Daniel Roberts (born 1969) is a writer, investor, and philanthropist.

==Early life and career==
Daniel Roberts is the author of a USA Today best-selling novel, Bar Maid Arcade Press (Simon and Schuster) November 2021. His first. His second novel Ponder (Arcade Press; Simon and Schuster) was released October 8, 2024, and was an Amazon Top 150 for Adult Romance.

Roberts graduated with a B.A. (1991) and M.A. (1994) from the University of Pennsylvania. He edited the literary magazine Press from 1995 to 2001. He was the founder of the Audax Theatre Group and publisher of The Hineni Writer's Workshop Review.

He is the author of a number of plays. In 2001, with his brother Sam, he wrote the OOBR Award-winning play The Beginning of the And. Other works include Last Day, starring Heather Raffo, and Brando, starring Kate Roe and Dante Giammarco, and featuring Nina Wheeler-Chalfin, which Time Out New York called "An impressive piece of writing ... recalling Edward Albee or John Guare". Then there was Frankie starring Kristina Klebe, The Gold Standard starring Sabine Singh and Jordan Charney, and Monsterface starring Sarah Grace Wilson and Ted Schneider, and featuring Karen Lynn Gorney.

In addition to literary pursuits, Roberts worked with the Boikarabelo, an orphanage in South Africa and, from 2004 until 2015, taught college-level poetry to 4th graders at PS 375/Mosaic Academy in Harlem.

In 2009 Roberts wrote a play entitled Haunted House featuring Anna Wood and Jordan Charney, which was described by The New York Times as "sparklingly original...with "characters that stick".

In 2006, Roberts founded MAPS Inc.
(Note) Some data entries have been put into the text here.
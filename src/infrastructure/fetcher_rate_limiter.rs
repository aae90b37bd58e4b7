use std::sync::Arc;

use chrono::Utc;
use log::warn;
use tokio::time::sleep;

use crate::{FetcherResult, Request, RestFetcher, RestResponse};

/// Waits for the rate limit reset once a response reports an exhausted quota.
///
/// This is opt-in: the plain fetchers never wait on their own.
pub struct FetcherRateLimitWaiter {
    /// The fetcher to be rate limited.
    fetcher: Arc<dyn RestFetcher>,
}

impl FetcherRateLimitWaiter {
    /// Creates a new `FetcherRateLimitWaiter` instance with the given fetcher.
    pub fn new(fetcher: Arc<dyn RestFetcher>) -> Self {
        Self { fetcher }
    }
}

#[async_trait::async_trait]
impl RestFetcher for FetcherRateLimitWaiter {
    /// Fetches, then sleeps until the reset time if no request is left.
    async fn fetch(&self, request: &Request) -> FetcherResult<RestResponse> {
        let response = self.fetcher.fetch(request).await?;
        if let Ok(rate_limit) = response.rate_limit() {
            if rate_limit.is_exhausted() {
                let duration_until_reset = rate_limit.duration_until_reset(Utc::now());
                warn!(
                    "Fetcher rate limit exhausted after {}, waiting for {duration_until_reset:?}",
                    request.url()
                );
                sleep(duration_until_reset).await;
            }
        }

        Ok(response)
    }
}

#[cfg(test)]
mod tests {
    use chrono::DateTime;
    use serde_json::json;

    use crate::{MockRestFetcher, PaginationLinks, RateLimitSnapshot};

    use super::*;

    fn waiter_returning(rate_limit: Option<RateLimitSnapshot>) -> FetcherRateLimitWaiter {
        FetcherRateLimitWaiter::new(Arc::new({
            let mut mock_fetcher = MockRestFetcher::new();
            mock_fetcher
                .expect_fetch()
                .returning(move |_| {
                    Ok(RestResponse::new(
                        json!([]),
                        PaginationLinks::default(),
                        rate_limit.clone(),
                    ))
                })
                .times(1);

            mock_fetcher
        }))
    }

    #[tokio::test]
    async fn fetch_rate_limit_not_exhausted() {
        let reset_at = DateTime::from_timestamp(Utc::now().timestamp() + 60, 0).unwrap();
        let waiter = waiter_returning(Some(RateLimitSnapshot::new(100, reset_at)));

        waiter.fetch(&Request::dummy()).await.unwrap();

        assert!(reset_at > Utc::now());
    }

    #[tokio::test]
    async fn fetch_rate_limit_exhausted() {
        let reset_at = DateTime::from_timestamp(Utc::now().timestamp() + 1, 0).unwrap();
        let waiter = waiter_returning(Some(RateLimitSnapshot::new(0, reset_at)));

        waiter.fetch(&Request::dummy()).await.unwrap();

        assert!(reset_at <= Utc::now());
    }

    #[tokio::test]
    async fn fetch_without_rate_limit_does_not_wait() {
        let waiter = waiter_returning(None);

        let response = waiter.fetch(&Request::dummy()).await.unwrap();

        assert!(response.rate_limit().is_err());
    }

    #[tokio::test]
    async fn fetch_propagates_errors() {
        let waiter = FetcherRateLimitWaiter::new(Arc::new({
            let mut mock_fetcher = MockRestFetcher::new();
            mock_fetcher
                .expect_fetch()
                .returning(|_| {
                    Err(crate::FetcherError::RequestFailed {
                        status: 403,
                        body: "API rate limit exceeded".to_string(),
                    })
                })
                .times(1);

            mock_fetcher
        }));

        waiter
            .fetch(&Request::dummy())
            .await
            .expect_err("Expected the fetch error to be propagated");
    }
}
MAPS brings together school children of different backgrounds through artistic collaboration and live performances of student-made, original works on a professional stage.

Daniel Roberts is a New York City based venture capitalist and private investor who works in tech, bio-tech, alternative healthcare and home diagnostics.

==Personal life==

Daniel Roberts's late uncle John Roberts was one of two entrepreneurs responsible for the conception and production of the Woodstock concerts of 1969 and 1994.

The Mahogany Roberts, a rolltop desk designed by Gary Spitzer of Rolltop Desk Works, was named after Daniel Roberts.

Daniel Roberts' father William Roberts owned the Eclipse Award-winning thoroughbred racehorse Smoke Glacken.

Roberts' late mother, Jill Roberts, founded The Jill Roberts Center for Inflammatory Bowel Disease at New York-Presbyterian/Weill Cornell's Stich Building on East 70th Street in New York City. The Center opened in September 2006 under the direction of Ellen Scherl.

He lives and works in New York City.